Par leurs déplacements, ils apportent la matière organique en profondeur et remontent la matière minérale à la surface. Ce sont eux qui organisent véritablement le brassage de la matière par leur va-et-vient. Mais ils ont également une autre fonction. En digérant la matière organique, les lombrics la rejettent sous forme de turricules. Ces déjections forment des agrégats de matière organique et minérale stables qui contiennent des éléments directement assimilables par les plantes. Voici comment cela s’explique. Ingurgitant la matière organique à la surface du sol la nuit, ils creusent ensuite des galeries verticales pour aller puiser l’argile en profondeur avant de remonter déposer leurs turricules à la surface. Entre-temps, dans leur intestin se sont rencontrés l’argile et l’humus qui formeront le complexe argilo-humique.

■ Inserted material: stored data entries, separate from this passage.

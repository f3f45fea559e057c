//! `pacer tool list` and `pacer tool call`.

use anyhow::{Context, Result, bail};
use serde_json::Value;

use pacer_core::tools::ToolRegistry;

use crate::ToolCommands;

pub async fn run_tool_command(command: ToolCommands, registry: &ToolRegistry) -> Result<()> {
    match command {
        ToolCommands::List => {
            cmd_list(registry);
            Ok(())
        }
        ToolCommands::Call { name, args } => cmd_call(registry, &name, args.as_deref()).await,
    }
}

fn cmd_list(registry: &ToolRegistry) {
    for spec in registry.specs() {
        println!("{}", spec.name);
        println!("    {}", spec.description);
        for p in &spec.params {
            let marker = if p.required { "" } else { " (optional)" };
            println!("    - {}{}: {}", p.name, marker, p.description);
        }
        println!();
    }
}

pub fn parse_args(raw: Option<&str>) -> Result<Value> {
    let Some(raw) = raw else {
        return Ok(Value::Object(Default::default()));
    };
    let value: Value = serde_json::from_str(raw).context("--args is not valid JSON")?;
    if !value.is_object() {
        bail!("--args must be a JSON object");
    }
    Ok(value)
}

async fn cmd_call(registry: &ToolRegistry, name: &str, args: Option<&str>) -> Result<()> {
    let args = parse_args(args)?;
    let out = registry.invoke(name, &args).await?;
    if out.is_error {
        bail!(out.output);
    }
    println!("{}", out.output);
    Ok(())
}
use std::env;
use std::time::Duration;

/// Database configuration.
///
/// Reads from the `PACER_DATABASE_URL` environment variable, falling back to
/// `postgresql://localhost:5432/pacer` when unset.
#[derive(Debug, Clone)]
pub struct DbConfig {
    /// Full PostgreSQL connection URL.
    pub database_url: String,
    /// How long to wait for a pooled connection before giving up.
    pub acquire_timeout: Duration,
    /// Server-side `statement_timeout` applied to every connection.
    /// `None` leaves the server default in place.
    pub statement_timeout: Option<Duration>,
    pub max_connections: u32,
}

impl DbConfig {
    /// The default connection URL used when no environment variable is set.
    pub const DEFAULT_URL: &str = "postgresql://localhost:5432/pacer";

    pub const DEFAULT_ACQUIRE_TIMEOUT: Duration = Duration::from_secs(10);

    pub const DEFAULT_MAX_CONNECTIONS: u32 = 5;

    /// Build a config from the environment.
    ///
    /// Priority: `PACER_DATABASE_URL` env var, then the compile-time default.
    pub fn from_env() -> Self {
        let database_url = env::var("PACER_DATABASE_URL")
            .unwrap_or_else(|_| Self::DEFAULT_URL.to_owned());
        Self::new(database_url)
    }

    /// Build a config from an explicit URL (useful for tests and CLI flags).
    pub fn new(database_url: impl Into<String>) -> Self {
        Self {
            database_url: database_url.into(),
            acquire_timeout: Self::DEFAULT_ACQUIRE_TIMEOUT,
            statement_timeout: None,
            max_connections: Self::DEFAULT_MAX_CONNECTIONS,
        }
    }

    pub fn with_acquire_timeout(mut self, timeout: Duration) -> Self {
        self.acquire_timeout = timeout;
        self
    }

    pub fn with_statement_timeout(mut self, timeout: Option<Duration>) -> Self {
        self.statement_timeout = timeout;
        self
    }

    pub fn with_max_connections(mut self, max: u32) -> Self {
        self.max_connections = max;
        self
    }

    /// The `statement_timeout` value in the form PostgreSQL expects
    /// (milliseconds, no unit).
    pub fn statement_timeout_setting(&self) -> Option<String> {
        self.statement_timeout
            .map(|t| t.as_millis().to_string())
    }

    /// Extract the database name from the URL.
    ///
    /// Returns `None` if the URL cannot be parsed or has no path component.
    pub fn database_name(&self) -> Option<&str> {
        // URLs look like: postgresql://host:port/dbname or postgres://host:port/dbname
        self.database_url
            .rsplit('/')
            .next()
            .map(|s| s.split('?').next().unwrap_or(s))
            .filter(|s| !s.is_empty())
    }

    /// Return a URL pointing at the `postgres` maintenance database on the
    /// same host. Used to issue `CREATE DATABASE` when the target DB does not
    /// yet exist.
    pub fn maintenance_url(&self) -> String {
        match self.database_url.rfind('/') {
            Some(pos) => {
                let mut url = self.database_url[..pos].to_owned();
                url.push_str("/postgres");
                url
            }
            None => self.database_url.clone(),
        }
    }
}

impl Default for DbConfig {
    fn default() -> Self {
        Self::from_env()
    }
}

Les deux éléments de ce complexe sont attachés par des ions calciques qui ont deux charges positives, l’argile et l’humus étant négatifs. Pour ce faire, les vers de terre ont une glande de Morren qui sécrète du calcium en grande quantité. Certains champignons bénéfiques du sol sécréteront ensuite sur ce complexe une colle humique appelée glomaline qui sert de liant entre l’argile et l’humus, indispensable pour fixer le complexe argilo-humique. Celui-ci permet le stockage des minéraux lixiviables qui pourront être assimilés par les plantes.
Les vers de terre endogés
Les vers de terre endogés vivent dans le sol et s’en nourrissent. Ils mesurent d’un à vingt centimètres et les galeries qu’ils creusent sont à peu près horizontales et très ramifiées. Celles-ci permettent la circulation des gaz et de l’eau. Ils colonisent tous les étages du sol et ne remontent jamais à la surface. Ils favorisent également la pénétration des racines dans le sol et leurs galeries sont des habitats propices aux champignons et aux bactéries.
Souvent sans pigments cutanés, ces vers sont de couleur pâle, rose, gris, vert ou bleu. Selon leur sous-écotype, ils mangent du sol plus ou moins pauvre en matière organique tandis que certains sont carnivores et se nourrissent d’autres espèces de lombriciens. Certains consomment de petites racines mortes et contribuent, là encore, au recyclage des déchets organiques.
Collecte de vers de terre dans le cadre du projet de recherche Silvester
Comment préserver les vers de terre ?
Ceux qu’Aristote appelait les intestins de la terre ont ainsi un rôle primordial dans le maintien de la vie terrestre et de la bonne santé des écosystèmes. Dans les prairies de zones tempérées, ils favorisent les Fabacées (légumineuses) qui gagnent jusqu’à 35% de croissance en plus en leur présence.
Malheureusement, l'usage systématique du labour et des produits phytosanitaires en réduit considérablement les populations, notamment dans les zones d’agriculture intensive. L’absence de couvert végétal en décomposition au sol est également contraire à l’abondance de vers de terre. Depuis 1950, le taux de matière organique des sols a ainsi été divisé par deux en Europe. On estime qu’à cette époque les sols comptaient 2 tonnes de vers de terre à l’hectare, contre moins de 100 kilos par champ cultivé en 2010.
L’agriculture biologique, qui a compris l’utilité des lombrics, s’en est fait un allié et il est encore plus présent dans les sols non travaillés, en semis direct ou dans les prairies. D’où la nécessité de conserver des prairies ainsi qu’une litière au sol, ce qui est notamment le rôle des forêts et même des arbres champêtres, des arbres dans les villes ou des haies.
Par ailleurs, l’introduction d’espèces exotiques envahissantes pose également problème à certains vers de terre dont elles font leurs proies.
L’Irlande a calculé que le travail des vers de terre lui rapportait 700 millions d’euros par an. Ainsi, non seulement pour les services écosystémiques qu’ils apportent mais aussi parce qu’ils font partie de la nature, préservons les vers de terre.